**What you will do:** Repeat the records. Match each character exactly.

+++

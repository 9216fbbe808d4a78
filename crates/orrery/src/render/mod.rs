//! # Render: The Backend Contract
//!
//! The scene graph never talks to a graphics API directly. Components that
//! draw (the [`Primitive`](crate::component::Primitive)) go through the
//! [`RenderBackend`] trait:
//!
//! ```text
//!   setup time                         every frame
//!   ──────────                         ───────────
//!   create_buffer(data)  → handle      begin_frame(&RenderState)
//!   create_texture(rgba) → handle      draw(&DrawCall)  × N
//!   update_texture(handle, rgba)       (backend presents when it likes)
//! ```
//!
//! Handles are indices into backend-owned storage. They are created once at
//! assembly time and stay valid for the life of the backend; textures can
//! have their *contents* replaced behind a stable handle, which is how
//! asynchronously decoded images show up (see [`asset`](crate::asset)).
//!
//! ## Implementations
//!
//! - [`CommandRecorder`](recorder::CommandRecorder): headless; records every
//!   call. Used by tests and the `headless` demo.
//! - [`WgpuBackend`](backend::WgpuBackend): draws through wgpu into a winit
//!   window (feature `window`).

pub mod recorder;
pub mod state;

#[cfg(feature = "window")]
pub mod backend;
#[cfg(feature = "window")]
pub mod gpu;
#[cfg(feature = "window")]
pub(crate) mod pipeline;
#[cfg(feature = "window")]
pub(crate) mod vertex;

pub use recorder::CommandRecorder;
pub use state::RenderState;

#[cfg(feature = "window")]
pub use backend::WgpuBackend;
#[cfg(feature = "window")]
pub use gpu::GpuContext;

use crate::material::Material;
use crate::math::Mat4;

/// Handle to a GPU buffer owned by a [`RenderBackend`].
#[derive(Debug, Clone, Copy, PartialEq, Eq, Hash)]
pub struct BufferHandle(pub(crate) usize);

/// Handle to a 2D texture owned by a [`RenderBackend`].
#[derive(Debug, Clone, Copy, PartialEq, Eq, Hash)]
pub struct TextureHandle(pub(crate) usize);

/// Data for a new buffer.
#[derive(Debug, Clone, Copy)]
pub enum BufferData<'a> {
    /// Per-vertex attribute floats (positions, normals or UVs).
    Attribute(&'a [f32]),
    /// Triangle / line indices.
    Index(&'a [u32]),
}

impl BufferData<'_> {
    /// Number of elements (floats or indices) in the buffer.
    pub fn len(&self) -> usize {
        match self {
            BufferData::Attribute(data) => data.len(),
            BufferData::Index(data) => data.len(),
        }
    }

    pub fn is_empty(&self) -> bool {
        self.len() == 0
    }
}

/// How indices are assembled into primitives.
#[derive(Debug, Clone, Copy, PartialEq, Eq, Hash, Default)]
pub enum DrawMode {
    #[default]
    Triangles,
    Lines,
    LineStrip,
}

/// The four buffers that make up one piece of geometry.
#[derive(Debug, Clone, Copy, PartialEq, Eq)]
pub struct GeometryBuffers {
    pub positions: BufferHandle,
    pub normals: BufferHandle,
    pub tex_coords: BufferHandle,
    pub indices: BufferHandle,
}

/// Everything a backend needs to issue one indexed draw.
#[derive(Debug, Clone, Copy)]
pub struct DrawCall<'a> {
    pub geometry: GeometryBuffers,
    pub index_count: u32,
    pub mode: DrawMode,
    /// World transform of the drawing entity.
    pub model: Mat4,
    pub material: &'a Material,
}

/// The renderer capability consumed by the scene graph.
pub trait RenderBackend {
    /// Upload `data` into a new, immutable buffer.
    fn create_buffer(&mut self, data: BufferData<'_>) -> BufferHandle;

    /// Create a texture from tightly packed RGBA8 pixels.
    fn create_texture(&mut self, width: u32, height: u32, rgba: &[u8]) -> TextureHandle;

    /// Replace the contents of an existing texture. The handle stays valid.
    fn update_texture(&mut self, texture: TextureHandle, width: u32, height: u32, rgba: &[u8]);

    /// Start a frame: clear, upload camera and light state.
    fn begin_frame(&mut self, state: &RenderState);

    /// Issue one indexed draw.
    fn draw(&mut self, call: &DrawCall<'_>);
}

/// A single white texel, bound whenever a material has no albedo texture.
pub const WHITE_TEXEL: [u8; 4] = [255, 255, 255, 255];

+++

**Task result:**
repository 9216fbbe808d4a78
filename crates/orrery/src/render/mod.rs
//! # Render: The Backend Contract
//!
//! The scene graph never talks to a graphics API directly. Components that
//! draw (the [`Primitive`](crate::component::Primitive)) go through the
//! [`RenderBackend`] trait:
//!
//! ```text
//!   setup time                         every frame
//!   ──────────                         ───────────
//!   create_buffer(data)  → handle      begin_frame(&RenderState)
//!   create_texture(rgba) → handle      draw(&DrawCall)  × N
//!   update_texture(handle, rgba)       (backend presents when it likes)
//! ```
//!
//! Handles are indices into backend-owned storage. They are created once at
//! assembly time and stay valid for the life of the backend; textures can
//! have their *contents* replaced behind a stable handle, which is how
//! asynchronously decoded images show up (see [`asset`](crate::asset)).
//!
//! ## Implementations
//!
//! - [`CommandRecorder`](recorder::CommandRecorder): headless; records every
//!   call. Used by tests and the `headless` demo.
//! - [`WgpuBackend`](backend::WgpuBackend): draws through wgpu into a winit
//!   window (feature `window`).

pub mod recorder;
pub mod state;

#[cfg(feature = "window")]
pub mod backend;
#[cfg(feature = "window")]
pub mod gpu;
#[cfg(feature = "window")]
pub(crate) mod pipeline;
#[cfg(feature = "window")]
pub(crate) mod vertex;

pub use recorder::CommandRecorder;
pub use state::RenderState;

#[cfg(feature = "window")]
pub use backend::WgpuBackend;
#[cfg(feature = "window")]
pub use gpu::GpuContext;

use crate::material::Material;
use crate::math::Mat4;

/// Handle to a GPU buffer owned by a [`RenderBackend`].
#[derive(Debug, Clone, Copy, PartialEq, Eq, Hash)]
pub struct BufferHandle(pub(crate) usize);

/// Handle to a 2D texture owned by a [`RenderBackend`].
#[derive(Debug, Clone, Copy, PartialEq, Eq, Hash)]
pub struct TextureHandle(pub(crate) usize);

/// Data for a new buffer.
#[derive(Debug, Clone, Copy)]
pub enum BufferData<'a> {
    /// Per-vertex attribute floats (positions, normals or UVs).
    Attribute(&'a [f32]),
    /// Triangle / line indices.
    Index(&'a [u32]),
}

impl BufferData<'_> {
    /// Number of elements (floats or indices) in the buffer.
    pub fn len(&self) -> usize {
        match self {
            BufferData::Attribute(data) => data.len(),
            BufferData::Index(data) => data.len(),
        }
    }

    pub fn is_empty(&self) -> bool {
        self.len() == 0
    }
}

/// How indices are assembled into primitives.
#[derive(Debug, Clone, Copy, PartialEq, Eq, Hash, Default)]
pub enum DrawMode {
    #[default]
    Triangles,
    Lines,
    LineStrip,
}

/// The four buffers that make up one piece of geometry.
#[derive(Debug, Clone, Copy, PartialEq, Eq)]
pub struct GeometryBuffers {
    pub positions: BufferHandle,
    pub normals: BufferHandle,
    pub tex_coords: BufferHandle,
    pub indices: BufferHandle,
}

/// Everything a backend needs to issue one indexed draw.
#[derive(Debug, Clone, Copy)]
pub struct DrawCall<'a> {
    pub geometry: GeometryBuffers,
    pub index_count: u32,
    pub mode: DrawMode,
    /// World transform of the drawing entity.
    pub model: Mat4,
    pub material: &'a Material,
}

/// The renderer capability consumed by the scene graph.
pub trait RenderBackend {
    /// Upload `data` into a new, immutable buffer.
    fn create_buffer(&mut self, data: BufferData<'_>) -> BufferHandle;

    /// Create a texture from tightly packed RGBA8 pixels.
    fn create_texture(&mut self, width: u32, height: u32, rgba: &[u8]) -> TextureHandle;

    /// Replace the contents of an existing texture. The handle stays valid.
    fn update_texture(&mut self, texture: TextureHandle, width: u32, height: u32, rgba: &[u8]);

    /// Start a frame: clear, upload camera and light state.
    fn begin_frame(&mut self, state: &RenderState);

    /// Issue one indexed draw.
    fn draw(&mut self, call: &DrawCall<'_>);
}

/// A single white texel, bound whenever a material has no albedo texture.
pub const WHITE_TEXEL: [u8; 4] = [255, 255, 255, 255];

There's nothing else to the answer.